It was an unusually warm day for the start of March. The sun was shining, the sky a blanket of blue without a cloud in sight. Iggy and I had ventured out to the lake after a morning group therapy session, and it felt completely different to our previous visit. For starters, we weren’t bundled up like we were bracing for an Arctic expedition, freezing our balls off at sunrise.
But also because Iggy was quiet.
He usually jabbered on until his throat was raw, bouncing from topic to topic until I forgot how we’d even started. Iggy never got sick of hearing his own voice. Never got tired of telling anyone who would listen exactly what was on his mind. It was like the filter between his brain and mouth was faulty, and whatever words popped up were launched into the world without warning. He was talkative on the best of days, loud and dramatic on the worst. Enough to give someone a migraine if they stayed too close for too long.

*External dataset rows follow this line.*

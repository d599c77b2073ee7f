//! Periodic batch timer.

use std::time::Duration;

use tokio::time::{interval_at, Instant, Interval, MissedTickBehavior};

/// Fixed-period tick source that decides when pending lines become a batch.
///
/// The first tick fires one full period after creation. A late tick delays
/// the following ones instead of bursting to catch up.
#[derive(Debug)]
pub struct BatchScheduler {
    interval: Interval,
}

impl BatchScheduler {
    pub fn new(period: Duration) -> Self {
        let period = period.max(Duration::from_millis(1));
        let mut interval = interval_at(Instant::now() + period, period);
        interval.set_missed_tick_behavior(MissedTickBehavior::Delay);
        Self { interval }
    }

    pub fn period(&self) -> Duration {
        self.interval.period()
    }

    /// Waits for the next tick. Cancel-safe.
    pub async fn tick(&mut self) {
        self.interval.tick().await;
    }

    /// Takes every pending item at once, leaving the queue empty.
    ///
    /// Returns `None` when there is nothing to send.
    pub fn drain<T>(pending: &mut Vec<T>) -> Option<Vec<T>> {
        if pending.is_empty() {
            None
        } else {
            Some(std::mem::take(pending))
        }
    }
}
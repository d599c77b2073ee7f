//! Registry actor commands, errors, and events.
//!
//! This module defines the message types for communicating with the `RegistryActor`:
//! - `RegistryCommand`: Commands sent to the actor
//! - `RegistryError`: Errors that can occur during registry operations
//! - `RegistryEvent`: Session lifecycle events published for observers

use devrelay_core::DeviceId;
use devrelay_protocol::{codes, DeviceSummary};
use thiserror::Error;
use tokio::sync::oneshot;

use crate::fanout::{ConsumerHandle, ConsumerId};
use crate::session::{SessionEndReason, SessionHandle};

// ============================================================================
// Registry Commands
// ============================================================================

/// Commands sent to the registry actor.
///
/// Each request carries a oneshot channel for its response.
#[derive(Debug)]
pub enum RegistryCommand {
    /// Attach a consumer to a device, creating the session if needed.
    ///
    /// # Errors
    /// - `RegistryError::SpawnFailed` if the upstream process could not start
    /// - `RegistryError::RegistryFull` if at maximum capacity
    /// - `RegistryError::ShuttingDown` after `Shutdown`
    Attach {
        device_id: DeviceId,
        consumer: ConsumerHandle,
        respond_to: oneshot::Sender<Result<AttachOutcome, RegistryError>>,
    },

    /// Detach a consumer; stops the session when it was the last one.
    ///
    /// Responds `false` when the device or consumer was unknown.
    Detach {
        device_id: DeviceId,
        consumer_id: ConsumerId,
        respond_to: oneshot::Sender<bool>,
    },

    /// Summaries of every active session, ordered by device id.
    ListDevices {
        respond_to: oneshot::Sender<Vec<DeviceSummary>>,
    },

    /// Whether a session exists for the device.
    IsActive {
        device_id: DeviceId,
        respond_to: oneshot::Sender<bool>,
    },

    /// Handle to the device's session, if any.
    GetSession {
        device_id: DeviceId,
        respond_to: oneshot::Sender<Option<SessionHandle>>,
    },

    /// Stop every session and refuse further attaches.
    ///
    /// Responds with the number of sessions stopped.
    Shutdown { respond_to: oneshot::Sender<usize> },
}

/// Successful attach result.
#[derive(Debug, Clone, Copy, PartialEq, Eq)]
pub struct AttachOutcome {
    /// True when this attach spawned the upstream process.
    pub created: bool,
    /// PID of the upstream process
    pub pid: Option<u32>,
}

// ============================================================================
// Registry Errors
// ============================================================================

/// Errors that can occur during registry operations.
#[derive(Debug, Clone, Error, PartialEq, Eq)]
pub enum RegistryError {
    /// The upstream log tool could not be launched.
    #[error("failed to start log stream for {device_id}: {reason}")]
    SpawnFailed { device_id: DeviceId, reason: String },

    /// The registry has reached its maximum session capacity.
    #[error("registry is full (max: {max} sessions)")]
    RegistryFull { max: usize },

    /// The registry is shutting down.
    #[error("registry is shutting down")]
    ShuttingDown,

    /// The response channel was closed before receiving a response.
    ///
    /// This typically indicates the actor was shut down.
    #[error("response channel closed")]
    ChannelClosed,
}

impl RegistryError {
    /// Wire error code reported to viewers.
    pub fn code(&self) -> &'static str {
        match self {
            Self::SpawnFailed { .. } => codes::SPAWN_FAILED,
            Self::RegistryFull { .. } => codes::REGISTRY_FULL,
            Self::ShuttingDown | Self::ChannelClosed => codes::UNAVAILABLE,
        }
    }
}

// ============================================================================
// Registry Events
// ============================================================================

/// Events published by the registry to subscribers.
#[derive(Debug, Clone, PartialEq, Eq)]
pub enum RegistryEvent {
    /// An upstream process was spawned for a device.
    SessionStarted {
        device_id: DeviceId,
        pid: Option<u32>,
    },

    /// A device session finished.
    SessionEnded {
        device_id: DeviceId,
        reason: SessionEndReason,
    },

    /// A consumer was attached to a device.
    ConsumerAttached {
        device_id: DeviceId,
        consumer_id: ConsumerId,
    },

    /// A consumer was detached from a device.
    ConsumerDetached {
        device_id: DeviceId,
        consumer_id: ConsumerId,
    },
}

#[cfg(test)]
mod tests {
    use super::*;

    #[test]
    fn test_registry_error_display() {
        let err = RegistryError::RegistryFull { max: 64 };
        assert_eq!(err.to_string(), "registry is full (max: 64 sessions)");

        let err = RegistryError::SpawnFailed {
            device_id: DeviceId::new("dev-1"),
            reason: "No such file or directory".to_string(),
        };
        assert_eq!(
            err.to_string(),
            "failed to start log stream for dev-1: No such file or directory"
        );

        let err = RegistryError::ChannelClosed;
        assert_eq!(err.to_string(), "response channel closed");
    }

    #[test]
    fn test_registry_error_codes() {
        let err = RegistryError::SpawnFailed {
            device_id: DeviceId::new("dev-1"),
            reason: String::new(),
        };
        assert_eq!(err.code(), "spawn_failed");
        assert_eq!(RegistryError::RegistryFull { max: 1 }.code(), "registry_full");
        assert_eq!(RegistryError::ShuttingDown.code(), "unavailable");
    }
}
//! Resource monitoring for the relay daemon.
//!
//! Periodically samples:
//! - CPU and memory of the daemon process itself
//! - memory of every upstream log process
//! - registry load (sessions and attached viewers)
//!
//! and logs registry lifecycle events as they happen.
//!
//! # Panic-Free Guarantees
//!
//! All code follows the workspace panic-free policy:
//! - No `.unwrap()`, `.expect()`, `panic!()`, `unreachable!()`, `todo!()`
//! - Uses pattern matching and `unwrap_or` for fallible operations

use std::process;
use std::time::Duration;

use sysinfo::{Pid, System};
use tokio::sync::broadcast;
use tokio::time::interval;
use tokio_util::sync::CancellationToken;
use tracing::{debug, info, warn};

use devrelay_protocol::DeviceSummary;

use crate::registry::{RegistryEvent, RegistryHandle};

/// Memory usage warning threshold in MB.
pub const HIGH_MEMORY_THRESHOLD_MB: u64 = 100;

/// CPU usage warning threshold (percentage).
pub const HIGH_CPU_THRESHOLD_PERCENT: f32 = 80.0;

/// How often to sample metrics.
pub const METRICS_INTERVAL: Duration = Duration::from_secs(60);

/// Current process metrics snapshot.
#[derive(Debug, Clone, Default)]
pub struct ProcessMetrics {
    /// Memory usage in bytes
    pub memory_bytes: u64,

    /// Memory usage in megabytes (convenience)
    pub memory_mb: u64,

    /// CPU usage as percentage (0.0 - 100.0+)
    pub cpu_percent: f32,

    /// Whether memory is above threshold
    pub memory_high: bool,

    /// Whether CPU is above threshold
    pub cpu_high: bool,
}

impl ProcessMetrics {
    /// Returns true if any metric is above its threshold.
    pub fn is_any_high(&self) -> bool {
        self.memory_high || self.cpu_high
    }
}

/// Registry load at one sample.
#[derive(Debug, Clone, Default, PartialEq, Eq)]
pub struct RegistryLoad {
    /// Active device sessions
    pub sessions: usize,

    /// Viewers attached across all sessions
    pub consumers: usize,

    /// Upstream processes with a known PID
    pub upstream_processes: usize,

    /// Combined resident memory of upstream processes in bytes
    pub upstream_memory_bytes: u64,
}

/// Process monitor for tracking daemon resource usage.
///
/// Uses the `sysinfo` crate to query process metrics.
/// The monitor must be refreshed before reading metrics.
pub struct ProcessMonitor {
    system: System,
    pid: Pid,
    memory_threshold_mb: u64,
    cpu_threshold_percent: f32,
}

impl ProcessMonitor {
    /// Creates a new process monitor for the current process.
    pub fn new() -> Self {
        Self::with_thresholds(HIGH_MEMORY_THRESHOLD_MB, HIGH_CPU_THRESHOLD_PERCENT)
    }

    /// Creates a process monitor with custom thresholds.
    pub fn with_thresholds(memory_threshold_mb: u64, cpu_threshold_percent: f32) -> Self {
        Self {
            system: System::new(),
            pid: Pid::from_u32(process::id()),
            memory_threshold_mb,
            cpu_threshold_percent,
        }
    }

    /// Refreshes process information and returns the daemon's metrics.
    ///
    /// CPU usage is relative to the previous refresh, so the first call
    /// after creation reports 0%.
    pub fn refresh(&mut self) -> ProcessMetrics {
        // refresh_all() is required for CPU calculation to work
        self.system.refresh_all();

        let (memory_bytes, cpu_percent) = self
            .system
            .process(self.pid)
            .map(|p| (p.memory(), p.cpu_usage()))
            .unwrap_or((0, 0.0));

        let memory_mb = memory_bytes / 1024 / 1024;
        let memory_high = memory_mb > self.memory_threshold_mb;
        let cpu_high = cpu_percent > self.cpu_threshold_percent;

        ProcessMetrics {
            memory_bytes,
            memory_mb,
            cpu_percent,
            memory_high,
            cpu_high,
        }
    }

    /// Summarizes registry load using the process table from the last refresh.
    pub fn registry_load(&self, devices: &[DeviceSummary]) -> RegistryLoad {
        let mut load = RegistryLoad {
            sessions: devices.len(),
            consumers: devices.iter().map(|d| d.consumers).sum(),
            ..Default::default()
        };

        for pid in devices.iter().filter_map(|d| d.pid) {
            if let Some(process) = self.system.process(Pid::from_u32(pid)) {
                load.upstream_processes += 1;
                load.upstream_memory_bytes += process.memory();
            }
        }

        load
    }

    /// Returns the current memory threshold in MB.
    pub fn memory_threshold_mb(&self) -> u64 {
        self.memory_threshold_mb
    }

    /// Returns the current CPU threshold as percentage.
    pub fn cpu_threshold_percent(&self) -> f32 {
        self.cpu_threshold_percent
    }
}

impl Default for ProcessMonitor {
    fn default() -> Self {
        Self::new()
    }
}

/// Spawns the monitoring task.
///
/// Logs resource usage every [`METRICS_INTERVAL`] and every registry event
/// as it arrives. Uses cooperative shutdown via CancellationToken.
pub fn spawn_monitor_task(
    registry: RegistryHandle,
    cancel_token: CancellationToken,
) -> tokio::task::JoinHandle<()> {
    tokio::spawn(async move {
        let mut monitor = ProcessMonitor::new();
        let mut tick = interval(METRICS_INTERVAL);
        let mut events = registry.subscribe();

        // Initial refresh to establish baseline for CPU calculation
        let _ = monitor.refresh();

        info!(
            memory_threshold_mb = monitor.memory_threshold_mb(),
            cpu_threshold_percent = monitor.cpu_threshold_percent(),
            interval_secs = METRICS_INTERVAL.as_secs(),
            "Process monitor started"
        );

        loop {
            tokio::select! {
                biased;

                _ = cancel_token.cancelled() => {
                    info!("Process monitor shutting down");
                    break;
                }

                event = events.recv() => match event {
                    Ok(event) => log_event(&event),
                    Err(broadcast::error::RecvError::Lagged(n)) => {
                        warn!(skipped = n, "Monitor lagged, skipped registry events");
                    }
                    Err(broadcast::error::RecvError::Closed) => {
                        debug!("Registry event channel closed");
                        break;
                    }
                },

                _ = tick.tick() => {
                    let metrics = monitor.refresh();
                    let devices = registry.list_devices().await;
                    let load = monitor.registry_load(&devices);
                    log_metrics(&metrics, &load, &monitor);
                }
            }
        }

        debug!("Process monitor task completed");
    })
}

fn log_event(event: &RegistryEvent) {
    match event {
        RegistryEvent::SessionStarted { device_id, pid } => {
            info!(device_id = %device_id, pid = ?pid, "Device session started");
        }
        RegistryEvent::SessionEnded { device_id, reason } => {
            info!(device_id = %device_id, reason = %reason, "Device session ended");
        }
        RegistryEvent::ConsumerAttached {
            device_id,
            consumer_id,
        } => {
            debug!(device_id = %device_id, consumer_id, "Viewer attached");
        }
        RegistryEvent::ConsumerDetached {
            device_id,
            consumer_id,
        } => {
            debug!(device_id = %device_id, consumer_id, "Viewer detached");
        }
    }
}

/// Logs current metrics, warning if thresholds are exceeded.
fn log_metrics(metrics: &ProcessMetrics, load: &RegistryLoad, monitor: &ProcessMonitor) {
    let upstream_memory_mb = load.upstream_memory_bytes / 1024 / 1024;

    if metrics.memory_high {
        warn!(
            memory_mb = metrics.memory_mb,
            threshold_mb = monitor.memory_threshold_mb(),
            cpu_percent = format!("{:.1}", metrics.cpu_percent),
            sessions = load.sessions,
            consumers = load.consumers,
            "HIGH MEMORY: Daemon memory usage above threshold"
        );
    } else if metrics.cpu_high {
        warn!(
            memory_mb = metrics.memory_mb,
            cpu_percent = format!("{:.1}", metrics.cpu_percent),
            threshold_percent = monitor.cpu_threshold_percent(),
            sessions = load.sessions,
            consumers = load.consumers,
            "HIGH CPU: Daemon CPU usage above threshold"
        );
    } else {
        info!(
            memory_mb = metrics.memory_mb,
            cpu_percent = format!("{:.1}", metrics.cpu_percent),
            sessions = load.sessions,
            consumers = load.consumers,
            upstream_processes = load.upstream_processes,
            upstream_memory_mb,
            "Daemon resource usage"
        );
    }
}

#[cfg(test)]
mod tests {
    use super::*;
    use chrono::Utc;
    use devrelay_core::DeviceId;

    #[test]
    fn test_process_metrics_default() {
        let metrics = ProcessMetrics::default();
        assert_eq!(metrics.memory_bytes, 0);
        assert_eq!(metrics.cpu_percent, 0.0);
        assert!(!metrics.is_any_high());
    }

    #[test]
    fn test_process_metrics_high_memory() {
        let metrics = ProcessMetrics {
            memory_bytes: 200 * 1024 * 1024,
            memory_mb: 200,
            cpu_percent: 10.0,
            memory_high: true,
            cpu_high: false,
        };
        assert!(metrics.is_any_high());
    }

    #[test]
    fn test_monitor_custom_thresholds() {
        let monitor = ProcessMonitor::with_thresholds(50, 50.0);
        assert_eq!(monitor.memory_threshold_mb(), 50);
        assert_eq!(monitor.cpu_threshold_percent(), 50.0);
    }

    #[test]
    fn test_monitor_refresh_returns_metrics() {
        let mut monitor = ProcessMonitor::new();
        let metrics = monitor.refresh();

        // The test process itself is alive
        assert!(metrics.memory_bytes > 0);
        assert!(metrics.cpu_percent >= 0.0);
    }

    #[test]
    fn test_registry_load_counts_live_upstreams() {
        let mut monitor = ProcessMonitor::new();
        let _ = monitor.refresh();

        let devices = vec![
            DeviceSummary {
                device_id: DeviceId::new("dev-1"),
                consumers: 2,
                // Our own PID stands in for a live upstream
                pid: Some(process::id()),
                started_at: Utc::now(),
            },
            DeviceSummary {
                device_id: DeviceId::new("dev-2"),
                consumers: 1,
                pid: None,
                started_at: Utc::now(),
            },
        ];

        let load = monitor.registry_load(&devices);
        assert_eq!(load.sessions, 2);
        assert_eq!(load.consumers, 3);
        assert_eq!(load.upstream_processes, 1);
        assert!(load.upstream_memory_bytes > 0);
    }

    #[test]
    fn test_registry_load_empty() {
        let monitor = ProcessMonitor::new();
        assert_eq!(monitor.registry_load(&[]), RegistryLoad::default());
    }
}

Strangely, though, I didn’t mind.
I was Iggy’s opposite, keeping my thoughts tucked away and my words carefully rationed. At least until something felt truly worth saying. When I was younger, I was so quiet my mom worried something was wrong with me. She took me to three different doctors, just to be sure, and each of them told her the same thing. I just didn’t feel like talking.
So imagine her surprise when I told her Riff and I were starting a band. That I was going to be the singer.
But singing was different. Easier. It let me pour emotion into melody instead of conversation. It was simpler to stand in front of strangers who didn’t really know me and pretend I was a god. To wear a mask. To open my mouth and just sing.
For Iggy, everything was worth saying. It didn’t matter if it was ridiculous, crude, or wildly inappropriate. He didn’t hide his thoughts or his feelings, which meant he never had a secret agenda. Mostly because he couldn’t keep his mouth shut long enough to maintain one. It was refreshing, after years in the music industry. A place where insults wore the disguise of compliments and manipulation hid behind honeyed promises. The only people I could trust to be direct, to be honest, were my bandmates. My brothers. And, I realised now, Iggy.
But today, he was curled into himself. Chin resting on his knees, arms wrapped tight around his legs, eyes fixed on the water rippling in the breeze. He hadn’t said a word since leaving the sunroom, when he’d stood up abruptly as the session ended, marched through the gardens, and dropped to the ground like gravity had finally claimed him.
He didn’t react to the wildflowers glowing under the high sun. Didn’t care when a butterfly landed briefly in his hair before vanishing into the grass. His gaze stayed locked on some distantpoint, though I doubted he was really seeing it. I wasn’t even sure he knew I was there, too lost in his own head to notice I’d followed him. He hadn’t asked me to. I just did.
“Do you think the staff ever think about former patients?”
The question was quiet, almost swallowed by the sounds of nature. Still, my head snapped towards him. It was the first thing he’d said since we arrived.
“What do you mean?” I asked.
Iggy picked at the cuff of his cropped lilac sweater. Less ostentatious than his silver puffer jacket, but still unmistakably him. Cropped just enough to skim the bottom of his pecs, and dotted with tiny red hearts.
“Like... how many people leave the Willow and actually make it?” he said. “How many reallysurvive?”
I stayed quiet and let him have the space. Let him speak while I simply listened.
“I’m sure some people leave and live long, happy lives,” he continued. “But how does that compare to the ones who don’t? The ones who leave hopeful, only to come back and start all over again.”
His hand dropped to a stray pebble by his side, and he tossed it into the lake. “Wouldn’t surprise me if this place was more tears than water by now.”
A weak chuckle slipped out, then died before it could become anything real.
“And what about the ones who fall back into old habits and just... disappear?”
He finally looked at me then. Green eyes glossy beneath dark lashes. Scared.
“I don’t want to disappear, Bodhi,” he whispered. “I don’t want to become a statistic someone uses to scare kids straight.”
I turned back to the water, listening to the calming sound of the waves lapping against the muddy shore a short distance away.
“I think I’m scared of the opposite,” I said quietly. “That I’ll have too many eyes on me when I get out of here. That their stares and expectations will feel too heavy on my shoulders.”
With a sigh, I leaned back and stretched my legs out in front of me, resting my weight on my hands. When I rolled my head to the side, I found Iggy watching me, chewing on his lower lip.
“I don’t know what’s going to happen to us when we leave here,” I admitted. “But I am sure of one thing.”
Iggy leaned closer, like we were sharing a secret he was afraid to miss.
“Fear doesn’t mean failure, Iggy.”
“Okay,” he whispered, unconvinced. “But what if we leave here and stumble? What if we fail?”
A small smile tugged at my mouth. “Then we get back up and start again.”